ACTIVITY:
Scan the lines below for the string "heading" and copy every one that has it.

TASK INPUT:
* * * * *

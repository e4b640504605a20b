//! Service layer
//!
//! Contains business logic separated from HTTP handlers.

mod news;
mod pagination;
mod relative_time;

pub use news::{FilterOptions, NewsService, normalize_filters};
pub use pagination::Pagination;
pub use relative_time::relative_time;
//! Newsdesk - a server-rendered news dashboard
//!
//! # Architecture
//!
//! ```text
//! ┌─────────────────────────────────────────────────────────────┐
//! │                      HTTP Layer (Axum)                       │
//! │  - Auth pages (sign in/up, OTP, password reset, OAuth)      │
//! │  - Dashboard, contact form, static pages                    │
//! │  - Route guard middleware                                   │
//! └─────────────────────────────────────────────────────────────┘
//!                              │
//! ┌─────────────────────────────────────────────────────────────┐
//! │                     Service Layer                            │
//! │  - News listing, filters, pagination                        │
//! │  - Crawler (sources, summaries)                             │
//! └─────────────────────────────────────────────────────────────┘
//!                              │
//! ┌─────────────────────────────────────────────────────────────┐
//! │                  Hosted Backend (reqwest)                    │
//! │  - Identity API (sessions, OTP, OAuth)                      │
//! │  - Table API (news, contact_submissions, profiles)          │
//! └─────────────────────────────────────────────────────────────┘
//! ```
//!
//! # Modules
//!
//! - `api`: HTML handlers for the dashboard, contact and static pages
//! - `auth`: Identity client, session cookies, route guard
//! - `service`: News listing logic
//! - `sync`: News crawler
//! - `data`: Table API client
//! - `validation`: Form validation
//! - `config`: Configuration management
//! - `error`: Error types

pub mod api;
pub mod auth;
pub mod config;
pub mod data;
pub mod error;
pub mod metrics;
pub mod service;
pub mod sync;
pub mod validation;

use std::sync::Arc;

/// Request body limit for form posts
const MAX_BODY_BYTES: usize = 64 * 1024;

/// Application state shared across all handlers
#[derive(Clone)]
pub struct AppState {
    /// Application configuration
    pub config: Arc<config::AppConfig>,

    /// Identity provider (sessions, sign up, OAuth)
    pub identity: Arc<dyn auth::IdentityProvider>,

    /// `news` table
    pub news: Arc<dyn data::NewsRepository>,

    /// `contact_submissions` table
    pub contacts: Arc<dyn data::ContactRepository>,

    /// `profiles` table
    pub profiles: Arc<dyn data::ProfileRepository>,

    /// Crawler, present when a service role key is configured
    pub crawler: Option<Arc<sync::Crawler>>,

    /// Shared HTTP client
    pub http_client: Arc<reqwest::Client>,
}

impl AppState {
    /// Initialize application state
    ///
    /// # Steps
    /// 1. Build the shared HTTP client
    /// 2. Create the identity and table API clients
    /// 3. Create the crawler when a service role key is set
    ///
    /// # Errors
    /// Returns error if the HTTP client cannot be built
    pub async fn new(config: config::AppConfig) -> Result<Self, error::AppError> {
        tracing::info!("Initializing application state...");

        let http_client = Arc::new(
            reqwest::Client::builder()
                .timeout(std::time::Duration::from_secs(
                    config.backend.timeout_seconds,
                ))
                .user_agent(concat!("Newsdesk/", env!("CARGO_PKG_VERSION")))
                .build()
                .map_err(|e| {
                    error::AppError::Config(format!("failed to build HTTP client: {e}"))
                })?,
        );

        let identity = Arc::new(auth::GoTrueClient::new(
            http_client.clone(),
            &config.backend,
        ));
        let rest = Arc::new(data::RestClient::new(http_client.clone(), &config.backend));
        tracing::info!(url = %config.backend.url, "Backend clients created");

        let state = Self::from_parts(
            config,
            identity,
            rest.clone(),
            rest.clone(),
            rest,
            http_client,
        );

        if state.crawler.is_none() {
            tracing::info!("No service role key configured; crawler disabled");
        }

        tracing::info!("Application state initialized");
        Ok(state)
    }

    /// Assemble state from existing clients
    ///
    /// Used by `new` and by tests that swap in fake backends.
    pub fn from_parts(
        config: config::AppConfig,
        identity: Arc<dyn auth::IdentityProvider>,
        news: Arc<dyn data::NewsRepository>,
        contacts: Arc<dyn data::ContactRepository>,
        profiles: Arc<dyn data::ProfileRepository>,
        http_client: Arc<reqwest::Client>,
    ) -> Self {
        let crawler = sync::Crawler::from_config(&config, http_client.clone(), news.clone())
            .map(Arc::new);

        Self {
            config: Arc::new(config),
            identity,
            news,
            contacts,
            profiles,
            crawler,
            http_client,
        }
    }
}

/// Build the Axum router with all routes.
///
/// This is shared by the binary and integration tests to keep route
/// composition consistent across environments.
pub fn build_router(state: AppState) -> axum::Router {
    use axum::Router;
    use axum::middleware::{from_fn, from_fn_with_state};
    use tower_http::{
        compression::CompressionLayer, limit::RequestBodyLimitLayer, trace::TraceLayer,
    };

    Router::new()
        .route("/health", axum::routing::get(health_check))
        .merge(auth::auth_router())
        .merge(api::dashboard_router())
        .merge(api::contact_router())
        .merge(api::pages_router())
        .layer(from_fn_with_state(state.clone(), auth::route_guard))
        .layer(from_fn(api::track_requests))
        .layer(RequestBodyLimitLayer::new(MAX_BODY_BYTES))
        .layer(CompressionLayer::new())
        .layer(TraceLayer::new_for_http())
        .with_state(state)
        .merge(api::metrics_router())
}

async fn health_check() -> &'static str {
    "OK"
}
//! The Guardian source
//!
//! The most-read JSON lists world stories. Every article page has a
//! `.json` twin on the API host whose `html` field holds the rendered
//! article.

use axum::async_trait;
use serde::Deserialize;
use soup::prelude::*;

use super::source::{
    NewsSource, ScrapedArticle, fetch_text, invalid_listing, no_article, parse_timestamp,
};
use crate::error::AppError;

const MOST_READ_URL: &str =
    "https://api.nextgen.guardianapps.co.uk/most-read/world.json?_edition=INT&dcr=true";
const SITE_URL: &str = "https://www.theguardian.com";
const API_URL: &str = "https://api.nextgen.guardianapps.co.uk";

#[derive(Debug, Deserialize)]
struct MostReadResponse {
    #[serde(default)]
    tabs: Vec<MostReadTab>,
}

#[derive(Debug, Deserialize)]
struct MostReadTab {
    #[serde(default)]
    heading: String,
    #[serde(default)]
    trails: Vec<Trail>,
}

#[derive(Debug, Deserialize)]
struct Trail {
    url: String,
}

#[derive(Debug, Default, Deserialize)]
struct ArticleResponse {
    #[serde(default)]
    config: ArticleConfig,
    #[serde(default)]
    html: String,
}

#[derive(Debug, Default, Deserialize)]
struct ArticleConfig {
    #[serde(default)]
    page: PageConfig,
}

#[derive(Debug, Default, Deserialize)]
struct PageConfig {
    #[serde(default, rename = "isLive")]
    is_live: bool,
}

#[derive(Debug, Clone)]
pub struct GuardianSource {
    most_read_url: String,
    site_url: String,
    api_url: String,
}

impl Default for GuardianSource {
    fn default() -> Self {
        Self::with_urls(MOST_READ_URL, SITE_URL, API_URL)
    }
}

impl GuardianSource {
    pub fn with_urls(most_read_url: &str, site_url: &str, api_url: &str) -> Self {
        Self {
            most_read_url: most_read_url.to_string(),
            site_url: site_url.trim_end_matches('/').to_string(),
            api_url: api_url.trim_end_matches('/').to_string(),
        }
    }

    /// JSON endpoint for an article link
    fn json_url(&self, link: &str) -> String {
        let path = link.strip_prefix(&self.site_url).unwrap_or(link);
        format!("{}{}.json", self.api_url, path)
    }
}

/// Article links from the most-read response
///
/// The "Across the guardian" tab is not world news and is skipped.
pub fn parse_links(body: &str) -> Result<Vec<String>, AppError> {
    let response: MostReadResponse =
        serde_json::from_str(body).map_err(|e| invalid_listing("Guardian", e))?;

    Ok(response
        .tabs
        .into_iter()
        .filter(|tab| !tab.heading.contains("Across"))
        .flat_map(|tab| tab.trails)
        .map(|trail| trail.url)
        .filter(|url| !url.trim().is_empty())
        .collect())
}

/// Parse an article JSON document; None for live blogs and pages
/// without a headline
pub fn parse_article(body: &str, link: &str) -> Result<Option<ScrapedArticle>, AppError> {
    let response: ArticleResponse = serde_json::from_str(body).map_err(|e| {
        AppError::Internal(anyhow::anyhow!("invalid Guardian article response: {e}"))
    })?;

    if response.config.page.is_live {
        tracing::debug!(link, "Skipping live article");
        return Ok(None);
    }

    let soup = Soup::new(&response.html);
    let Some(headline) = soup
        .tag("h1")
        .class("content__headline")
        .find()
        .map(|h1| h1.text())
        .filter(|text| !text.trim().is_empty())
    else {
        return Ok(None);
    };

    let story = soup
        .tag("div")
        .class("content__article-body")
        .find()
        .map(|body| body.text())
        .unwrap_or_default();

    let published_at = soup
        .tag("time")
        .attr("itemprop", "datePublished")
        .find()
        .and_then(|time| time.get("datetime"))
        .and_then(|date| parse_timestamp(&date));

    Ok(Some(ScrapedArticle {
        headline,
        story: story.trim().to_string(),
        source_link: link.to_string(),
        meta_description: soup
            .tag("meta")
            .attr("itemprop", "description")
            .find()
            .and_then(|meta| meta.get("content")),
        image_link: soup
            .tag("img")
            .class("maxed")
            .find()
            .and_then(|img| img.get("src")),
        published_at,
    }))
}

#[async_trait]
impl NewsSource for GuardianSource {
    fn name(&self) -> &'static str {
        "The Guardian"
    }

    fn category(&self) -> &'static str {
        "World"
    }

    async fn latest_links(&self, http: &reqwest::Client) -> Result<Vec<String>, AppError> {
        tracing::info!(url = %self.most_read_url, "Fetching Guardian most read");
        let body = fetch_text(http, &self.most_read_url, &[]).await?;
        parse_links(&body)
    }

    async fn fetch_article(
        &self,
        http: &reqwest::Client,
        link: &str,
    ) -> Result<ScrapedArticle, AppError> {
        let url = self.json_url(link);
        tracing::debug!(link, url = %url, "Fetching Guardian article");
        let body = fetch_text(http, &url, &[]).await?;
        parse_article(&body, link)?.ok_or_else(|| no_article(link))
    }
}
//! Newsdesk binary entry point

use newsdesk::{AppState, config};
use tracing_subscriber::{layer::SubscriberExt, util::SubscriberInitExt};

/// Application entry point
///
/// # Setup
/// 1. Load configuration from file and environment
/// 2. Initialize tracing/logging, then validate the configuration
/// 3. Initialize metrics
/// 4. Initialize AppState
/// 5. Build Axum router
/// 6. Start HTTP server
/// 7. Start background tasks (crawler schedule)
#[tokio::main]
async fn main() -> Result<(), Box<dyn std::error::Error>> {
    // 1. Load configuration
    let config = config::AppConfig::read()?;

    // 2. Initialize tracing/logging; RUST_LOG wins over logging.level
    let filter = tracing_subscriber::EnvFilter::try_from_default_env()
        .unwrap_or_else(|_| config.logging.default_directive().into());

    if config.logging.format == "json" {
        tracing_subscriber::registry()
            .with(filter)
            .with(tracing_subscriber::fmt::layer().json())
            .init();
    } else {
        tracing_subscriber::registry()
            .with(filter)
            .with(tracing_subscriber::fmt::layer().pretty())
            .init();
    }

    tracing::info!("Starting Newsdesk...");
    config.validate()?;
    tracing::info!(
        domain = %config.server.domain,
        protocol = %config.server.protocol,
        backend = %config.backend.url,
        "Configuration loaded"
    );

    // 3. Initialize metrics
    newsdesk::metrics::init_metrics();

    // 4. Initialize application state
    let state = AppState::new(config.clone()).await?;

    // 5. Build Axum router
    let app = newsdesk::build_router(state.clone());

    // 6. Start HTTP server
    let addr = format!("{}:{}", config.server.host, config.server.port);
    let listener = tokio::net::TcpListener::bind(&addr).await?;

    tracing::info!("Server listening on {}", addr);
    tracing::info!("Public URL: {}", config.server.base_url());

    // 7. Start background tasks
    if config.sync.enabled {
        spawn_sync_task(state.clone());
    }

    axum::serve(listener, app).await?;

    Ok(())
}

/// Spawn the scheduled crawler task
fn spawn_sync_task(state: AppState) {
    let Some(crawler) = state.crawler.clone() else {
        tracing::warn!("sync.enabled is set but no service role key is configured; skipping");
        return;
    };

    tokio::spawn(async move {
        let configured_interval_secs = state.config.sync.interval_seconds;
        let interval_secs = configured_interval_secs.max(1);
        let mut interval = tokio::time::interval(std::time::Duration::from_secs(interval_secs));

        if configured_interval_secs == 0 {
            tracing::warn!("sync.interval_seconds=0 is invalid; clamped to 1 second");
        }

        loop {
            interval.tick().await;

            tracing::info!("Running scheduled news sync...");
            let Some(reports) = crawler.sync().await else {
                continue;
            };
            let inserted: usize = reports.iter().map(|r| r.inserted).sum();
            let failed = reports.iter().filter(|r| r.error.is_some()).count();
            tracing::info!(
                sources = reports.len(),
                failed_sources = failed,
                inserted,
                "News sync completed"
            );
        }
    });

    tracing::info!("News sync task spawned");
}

* * * * *

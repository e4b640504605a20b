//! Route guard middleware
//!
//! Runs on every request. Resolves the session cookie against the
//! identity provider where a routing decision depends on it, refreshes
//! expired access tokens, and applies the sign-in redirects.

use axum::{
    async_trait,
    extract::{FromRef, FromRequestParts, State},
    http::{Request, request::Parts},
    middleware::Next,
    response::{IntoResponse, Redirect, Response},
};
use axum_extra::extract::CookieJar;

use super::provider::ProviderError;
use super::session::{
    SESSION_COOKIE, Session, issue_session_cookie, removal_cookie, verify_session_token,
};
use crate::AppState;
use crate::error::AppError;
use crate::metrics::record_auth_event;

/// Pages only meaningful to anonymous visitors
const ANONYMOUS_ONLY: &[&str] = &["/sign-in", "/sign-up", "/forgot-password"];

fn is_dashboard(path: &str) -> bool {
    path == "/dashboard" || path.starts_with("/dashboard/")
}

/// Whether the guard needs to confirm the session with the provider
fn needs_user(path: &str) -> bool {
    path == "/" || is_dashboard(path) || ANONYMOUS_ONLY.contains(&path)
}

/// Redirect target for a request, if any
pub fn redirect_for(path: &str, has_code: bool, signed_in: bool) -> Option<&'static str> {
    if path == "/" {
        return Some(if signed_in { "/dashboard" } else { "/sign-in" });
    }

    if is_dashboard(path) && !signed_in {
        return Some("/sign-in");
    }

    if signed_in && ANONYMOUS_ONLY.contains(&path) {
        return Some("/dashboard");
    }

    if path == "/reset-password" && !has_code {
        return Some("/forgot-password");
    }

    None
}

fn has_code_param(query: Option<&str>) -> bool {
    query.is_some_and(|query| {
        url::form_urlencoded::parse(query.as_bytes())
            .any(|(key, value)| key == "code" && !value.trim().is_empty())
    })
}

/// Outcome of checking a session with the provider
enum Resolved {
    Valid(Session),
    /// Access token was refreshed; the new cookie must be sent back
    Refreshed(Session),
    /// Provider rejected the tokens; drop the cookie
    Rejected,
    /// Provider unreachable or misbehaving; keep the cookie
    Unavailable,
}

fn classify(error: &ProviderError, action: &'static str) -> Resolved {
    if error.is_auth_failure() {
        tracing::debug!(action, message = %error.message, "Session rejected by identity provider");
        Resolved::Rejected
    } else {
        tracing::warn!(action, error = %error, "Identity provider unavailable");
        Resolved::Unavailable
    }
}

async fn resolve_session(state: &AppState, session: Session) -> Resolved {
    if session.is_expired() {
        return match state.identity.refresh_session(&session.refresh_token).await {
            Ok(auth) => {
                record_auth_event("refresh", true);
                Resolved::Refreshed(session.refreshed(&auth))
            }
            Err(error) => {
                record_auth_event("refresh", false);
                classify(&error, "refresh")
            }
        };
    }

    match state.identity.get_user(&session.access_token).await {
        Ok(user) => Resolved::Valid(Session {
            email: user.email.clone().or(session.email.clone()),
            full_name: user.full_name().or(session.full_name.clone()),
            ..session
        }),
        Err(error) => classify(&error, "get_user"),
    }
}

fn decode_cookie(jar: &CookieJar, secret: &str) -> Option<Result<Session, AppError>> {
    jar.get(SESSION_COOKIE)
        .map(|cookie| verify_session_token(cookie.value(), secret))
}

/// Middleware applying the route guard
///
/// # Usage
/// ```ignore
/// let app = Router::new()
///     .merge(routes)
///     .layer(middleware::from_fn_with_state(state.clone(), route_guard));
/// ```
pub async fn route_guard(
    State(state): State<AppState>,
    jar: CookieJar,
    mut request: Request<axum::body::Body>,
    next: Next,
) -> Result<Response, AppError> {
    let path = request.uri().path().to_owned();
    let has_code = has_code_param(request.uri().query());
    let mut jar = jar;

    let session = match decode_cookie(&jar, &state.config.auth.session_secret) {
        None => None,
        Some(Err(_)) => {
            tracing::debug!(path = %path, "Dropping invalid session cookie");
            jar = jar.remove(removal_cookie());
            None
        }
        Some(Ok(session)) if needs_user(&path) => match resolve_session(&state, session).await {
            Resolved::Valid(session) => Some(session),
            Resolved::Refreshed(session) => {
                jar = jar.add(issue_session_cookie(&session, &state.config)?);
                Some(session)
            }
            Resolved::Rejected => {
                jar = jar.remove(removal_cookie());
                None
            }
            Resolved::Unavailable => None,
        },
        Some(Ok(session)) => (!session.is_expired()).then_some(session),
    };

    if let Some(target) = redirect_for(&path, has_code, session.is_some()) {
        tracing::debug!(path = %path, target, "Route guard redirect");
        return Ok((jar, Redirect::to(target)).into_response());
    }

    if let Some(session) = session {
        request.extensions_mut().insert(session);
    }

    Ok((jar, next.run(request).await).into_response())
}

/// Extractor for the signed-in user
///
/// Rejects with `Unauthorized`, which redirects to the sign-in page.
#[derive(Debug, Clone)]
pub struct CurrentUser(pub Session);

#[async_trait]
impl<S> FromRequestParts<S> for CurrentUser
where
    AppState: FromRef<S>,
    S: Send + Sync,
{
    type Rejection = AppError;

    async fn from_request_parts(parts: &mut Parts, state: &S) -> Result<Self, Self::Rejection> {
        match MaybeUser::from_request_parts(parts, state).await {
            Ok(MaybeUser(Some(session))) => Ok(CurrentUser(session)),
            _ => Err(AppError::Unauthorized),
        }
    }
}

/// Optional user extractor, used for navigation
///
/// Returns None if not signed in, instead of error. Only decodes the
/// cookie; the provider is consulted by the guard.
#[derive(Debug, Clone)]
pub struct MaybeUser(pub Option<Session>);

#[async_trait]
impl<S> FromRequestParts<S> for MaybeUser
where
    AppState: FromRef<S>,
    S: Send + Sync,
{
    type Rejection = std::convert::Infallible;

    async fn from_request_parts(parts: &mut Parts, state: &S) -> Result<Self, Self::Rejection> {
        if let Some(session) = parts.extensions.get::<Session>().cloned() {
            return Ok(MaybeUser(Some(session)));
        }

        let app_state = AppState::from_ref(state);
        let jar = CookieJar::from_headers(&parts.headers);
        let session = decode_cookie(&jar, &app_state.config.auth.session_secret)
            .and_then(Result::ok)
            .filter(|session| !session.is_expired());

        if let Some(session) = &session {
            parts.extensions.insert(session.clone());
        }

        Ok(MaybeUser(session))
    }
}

* * * * *

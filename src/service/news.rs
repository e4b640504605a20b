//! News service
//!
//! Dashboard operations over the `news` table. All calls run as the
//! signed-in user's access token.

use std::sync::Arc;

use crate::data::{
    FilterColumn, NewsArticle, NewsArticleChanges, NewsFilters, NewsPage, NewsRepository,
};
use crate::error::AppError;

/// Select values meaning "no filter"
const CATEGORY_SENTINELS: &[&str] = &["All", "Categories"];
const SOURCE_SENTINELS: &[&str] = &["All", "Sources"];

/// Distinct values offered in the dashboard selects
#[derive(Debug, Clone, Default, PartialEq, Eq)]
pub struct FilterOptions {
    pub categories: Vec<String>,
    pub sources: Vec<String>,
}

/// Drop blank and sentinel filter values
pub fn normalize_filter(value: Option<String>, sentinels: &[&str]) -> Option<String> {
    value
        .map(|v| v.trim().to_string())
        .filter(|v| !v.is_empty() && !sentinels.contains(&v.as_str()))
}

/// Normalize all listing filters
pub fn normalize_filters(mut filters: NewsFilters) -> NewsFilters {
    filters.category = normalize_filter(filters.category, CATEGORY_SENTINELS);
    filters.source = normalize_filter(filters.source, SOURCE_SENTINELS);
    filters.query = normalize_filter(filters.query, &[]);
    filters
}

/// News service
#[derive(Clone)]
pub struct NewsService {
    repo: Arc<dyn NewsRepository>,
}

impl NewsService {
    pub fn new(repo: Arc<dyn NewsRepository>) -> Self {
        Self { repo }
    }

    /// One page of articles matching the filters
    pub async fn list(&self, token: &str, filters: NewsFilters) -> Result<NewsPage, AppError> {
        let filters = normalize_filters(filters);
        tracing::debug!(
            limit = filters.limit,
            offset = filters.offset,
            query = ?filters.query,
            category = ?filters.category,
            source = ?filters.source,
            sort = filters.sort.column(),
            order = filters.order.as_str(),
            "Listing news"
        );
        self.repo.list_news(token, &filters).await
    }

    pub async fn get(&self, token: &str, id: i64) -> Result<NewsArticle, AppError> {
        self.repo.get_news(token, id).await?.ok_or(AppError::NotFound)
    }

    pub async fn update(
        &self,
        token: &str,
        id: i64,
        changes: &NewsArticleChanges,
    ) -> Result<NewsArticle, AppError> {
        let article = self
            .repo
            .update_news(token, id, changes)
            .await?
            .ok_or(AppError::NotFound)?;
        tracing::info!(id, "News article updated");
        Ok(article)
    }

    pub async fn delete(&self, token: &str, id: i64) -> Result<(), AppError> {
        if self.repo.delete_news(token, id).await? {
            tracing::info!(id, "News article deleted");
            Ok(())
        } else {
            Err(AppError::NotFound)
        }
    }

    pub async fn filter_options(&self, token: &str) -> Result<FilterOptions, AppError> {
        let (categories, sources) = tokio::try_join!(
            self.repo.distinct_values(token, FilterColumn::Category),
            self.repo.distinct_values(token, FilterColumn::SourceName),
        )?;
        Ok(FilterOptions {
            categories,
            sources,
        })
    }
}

* * * * *

TASK ANSWER:
    heading: String,
        .filter(|tab| !tab.heading.contains("Across"))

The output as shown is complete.